Segment Start: DATA IN THIS EXERCISE
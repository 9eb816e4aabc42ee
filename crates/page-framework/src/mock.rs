//! # Mock Framework & Testing Guide
//!
//! The `MockPageClient<T>` type hands out a real `PageClient<T>` whose requests are answered
//! from queued expectations instead of a running actor. It lets you test code built on top of
//! a page client (routes, views, domain clients) without materializing anything.
//!
//! ## When to use Mocks vs Real Actors
//!
//! | Feature | MockPageClient | Real Actor |
//! |---------|----------------|------------|
//! | **Speed** | Instant (in-memory) | Fast (but involves tokio spawn) |
//! | **Determinism** | 100% Deterministic | Subject to scheduler and clock |
//! | **State** | No real state (expectations) | Real page store, freshness, tickets |
//! | **Use Case** | Testing logic *around* the client | Testing caching rules or the full system |
//! | **Error Injection** | Easy (`return_err`) | Requires a failing context |
//!
//! ## Example
//!
//! ```rust
//! use async_trait::async_trait;
//! use page_framework::mock::MockPageClient;
//! use page_framework::{FrameworkError, PageEntity, RenderState};
//!
//! #[derive(Clone, Debug, PartialEq)]
//! struct Note { id: u32 }
//!
//! #[async_trait]
//! impl PageEntity for Note {
//!     type Id = u32;
//!     type Context = ();
//!     type Error = std::io::Error;
//!     fn known_ids(_: &()) -> Vec<u32> { vec![1] }
//!     async fn materialize(id: &u32, _: &()) -> Result<Option<Self>, Self::Error> {
//!         Ok(Some(Note { id: *id }))
//!     }
//! }
//!
//! #[tokio::main]
//! async fn main() {
//!     let mut mock = MockPageClient::<Note>::new();
//!     mock.expect_resolve(1).return_ok(RenderState::Ready(Note { id: 1 }));
//!     mock.expect_resolve(2).return_err(FrameworkError::ActorClosed);
//!
//!     let client = mock.client();
//!     assert!(client.resolve(1).await.unwrap().is_ready());
//!     assert!(matches!(client.resolve(2).await, Err(FrameworkError::ActorClosed)));
//!
//!     mock.verify();
//! }
//! ```
//!
//! ## Mocking Utilities
//!
//! Use [`create_mock_client`] to get a client and a receiver, or use the fluent [`MockPageClient`] API.

use crate::client::PageClient;
use crate::entity::PageEntity;
use crate::error::FrameworkError;
use crate::message::PageRequest;
use crate::state::RenderState;
use std::collections::{HashSet, VecDeque};
use std::sync::{Arc, Mutex};
use tokio::sync::{mpsc, oneshot};

// =============================================================================
// EXPECTATION BUILDER API
// =============================================================================

/// Represents an expected request to the mock client.
enum Expectation<T: PageEntity> {
    Resolve {
        id: T::Id,
        response: Result<RenderState<T>, FrameworkError>,
    },
    Revalidate {
        id: T::Id,
        response: Result<Option<u64>, FrameworkError>,
    },
    KnownPaths {
        response: Result<HashSet<T::Id>, FrameworkError>,
    },
}

type Expectations<T> = Arc<Mutex<VecDeque<Expectation<T>>>>;

/// A mock page client with expectation tracking for fluent testing.
pub struct MockPageClient<T: PageEntity> {
    client: PageClient<T>,
    expectations: Expectations<T>,
    _handle: tokio::task::JoinHandle<()>,
}

impl<T: PageEntity> Default for MockPageClient<T> {
    fn default() -> Self {
        Self::new()
    }
}

impl<T: PageEntity> MockPageClient<T> {
    /// Creates a new mock client with no expectations.
    pub fn new() -> Self {
        let (sender, mut receiver) = mpsc::channel::<PageRequest<T>>(100);
        let expectations: Expectations<T> = Arc::new(Mutex::new(VecDeque::new()));
        let expectations_clone = expectations.clone();

        // Spawn background task to handle requests
        let handle = tokio::spawn(async move {
            while let Some(request) = receiver.recv().await {
                let expectation = expectations_clone.lock().unwrap().pop_front();

                match (request, expectation) {
                    (
                        PageRequest::Resolve { id, respond_to, .. },
                        Some(Expectation::Resolve {
                            id: expected,
                            response,
                        }),
                    ) => {
                        assert_eq!(id, expected, "Resolve for unexpected id");
                        let _ = respond_to.send(response);
                    }
                    (
                        PageRequest::Revalidate { id, respond_to },
                        Some(Expectation::Revalidate {
                            id: expected,
                            response,
                        }),
                    ) => {
                        assert_eq!(id, expected, "Revalidate for unexpected id");
                        let _ = respond_to.send(response);
                    }
                    (
                        PageRequest::KnownPaths { respond_to },
                        Some(Expectation::KnownPaths { response }),
                    ) => {
                        let _ = respond_to.send(response);
                    }
                    _ => {
                        panic!("Unexpected request or expectation mismatch");
                    }
                }
            }
        });

        Self {
            client: PageClient::new(sender),
            expectations,
            _handle: handle,
        }
    }

    /// Returns the client for use in tests.
    pub fn client(&self) -> PageClient<T> {
        self.client.clone()
    }

    /// Expects a `resolve` (or `resolve_blocking`) for `id`.
    pub fn expect_resolve(&mut self, id: T::Id) -> ResolveExpectationBuilder<T> {
        ResolveExpectationBuilder {
            id,
            expectations: self.expectations.clone(),
        }
    }

    /// Expects a `revalidate` for `id`.
    pub fn expect_revalidate(&mut self, id: T::Id) -> RevalidateExpectationBuilder<T> {
        RevalidateExpectationBuilder {
            id,
            expectations: self.expectations.clone(),
        }
    }

    /// Expects a `known_paths` request.
    pub fn expect_known_paths(&mut self) -> KnownPathsExpectationBuilder<T> {
        KnownPathsExpectationBuilder {
            expectations: self.expectations.clone(),
        }
    }

    /// Verifies that all expectations were met.
    pub fn verify(&self) {
        let exps = self.expectations.lock().unwrap();
        if !exps.is_empty() {
            panic!("Not all expectations were met. {} remaining", exps.len());
        }
    }
}

/// Builder for `resolve` expectations.
pub struct ResolveExpectationBuilder<T: PageEntity> {
    id: T::Id,
    expectations: Expectations<T>,
}

impl<T: PageEntity> ResolveExpectationBuilder<T> {
    /// Sets the expectation to return a successful result.
    pub fn return_ok(self, state: RenderState<T>) {
        self.expectations
            .lock()
            .unwrap()
            .push_back(Expectation::Resolve {
                id: self.id,
                response: Ok(state),
            });
    }

    /// Sets the expectation to return an error.
    pub fn return_err(self, error: FrameworkError) {
        self.expectations
            .lock()
            .unwrap()
            .push_back(Expectation::Resolve {
                id: self.id,
                response: Err(error),
            });
    }
}

/// Builder for `revalidate` expectations.
pub struct RevalidateExpectationBuilder<T: PageEntity> {
    id: T::Id,
    expectations: Expectations<T>,
}

impl<T: PageEntity> RevalidateExpectationBuilder<T> {
    pub fn return_ok(self, ticket: Option<u64>) {
        self.expectations
            .lock()
            .unwrap()
            .push_back(Expectation::Revalidate {
                id: self.id,
                response: Ok(ticket),
            });
    }

    pub fn return_err(self, error: FrameworkError) {
        self.expectations
            .lock()
            .unwrap()
            .push_back(Expectation::Revalidate {
                id: self.id,
                response: Err(error),
            });
    }
}

/// Builder for `known_paths` expectations.
pub struct KnownPathsExpectationBuilder<T: PageEntity> {
    expectations: Expectations<T>,
}

impl<T: PageEntity> KnownPathsExpectationBuilder<T> {
    pub fn return_ok(self, paths: impl IntoIterator<Item = T::Id>) {
        self.expectations
            .lock()
            .unwrap()
            .push_back(Expectation::KnownPaths {
                response: Ok(paths.into_iter().collect()),
            });
    }

    pub fn return_err(self, error: FrameworkError) {
        self.expectations
            .lock()
            .unwrap()
            .push_back(Expectation::KnownPaths {
                response: Err(error),
            });
    }
}

// =============================================================================
// CHANNEL HELPERS
// =============================================================================

/// Creates a mock client and a receiver for asserting requests.
///
/// # Testing Strategy
/// The client sends messages to a channel we control (`receiver`). The test inspects each
/// message and answers it through the embedded responder, which makes timing scenarios
/// (a request arriving while another is outstanding) fully deterministic.
///
/// **Note**: Consider using [`MockPageClient`] for a more fluent API.
pub fn create_mock_client<T: PageEntity>(
    buffer_size: usize,
) -> (PageClient<T>, mpsc::Receiver<PageRequest<T>>) {
    let (sender, receiver) = mpsc::channel(buffer_size);
    (PageClient::new(sender), receiver)
}

/// Helper to verify that the next message is a Resolve request
pub async fn expect_resolve<T: PageEntity>(
    receiver: &mut mpsc::Receiver<PageRequest<T>>,
) -> Option<(
    T::Id,
    bool,
    oneshot::Sender<Result<RenderState<T>, FrameworkError>>,
)> {
    match receiver.recv().await {
        Some(PageRequest::Resolve {
            id,
            wait,
            respond_to,
        }) => Some((id, wait, respond_to)),
        _ => None,
    }
}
Segment End: DATA IN THIS EXERCISE
_WHAT YOU ARE ASKED TO DO_
The lines needed run from the first line of the data through the line containing "and clock |"; give them again exactly and nothing else.

_REPLY TO THE EXERCISE_
repository 9eb816e4aabc42ee
filename crates/page-framework/src/mock.rs
//! # Mock Framework & Testing Guide
//!
//! The `MockPageClient<T>` type hands out a real `PageClient<T>` whose requests are answered
//! from queued expectations instead of a running actor. It lets you test code built on top of
//! a page client (routes, views, domain clients) without materializing anything.
//!
//! ## When to use Mocks vs Real Actors
//!
//! | Feature | MockPageClient | Real Actor |
//! |---------|----------------|------------|
//! | **Speed** | Instant (in-memory) | Fast (but involves tokio spawn) |
//! | **Determinism** | 100% Deterministic | Subject to scheduler and clock |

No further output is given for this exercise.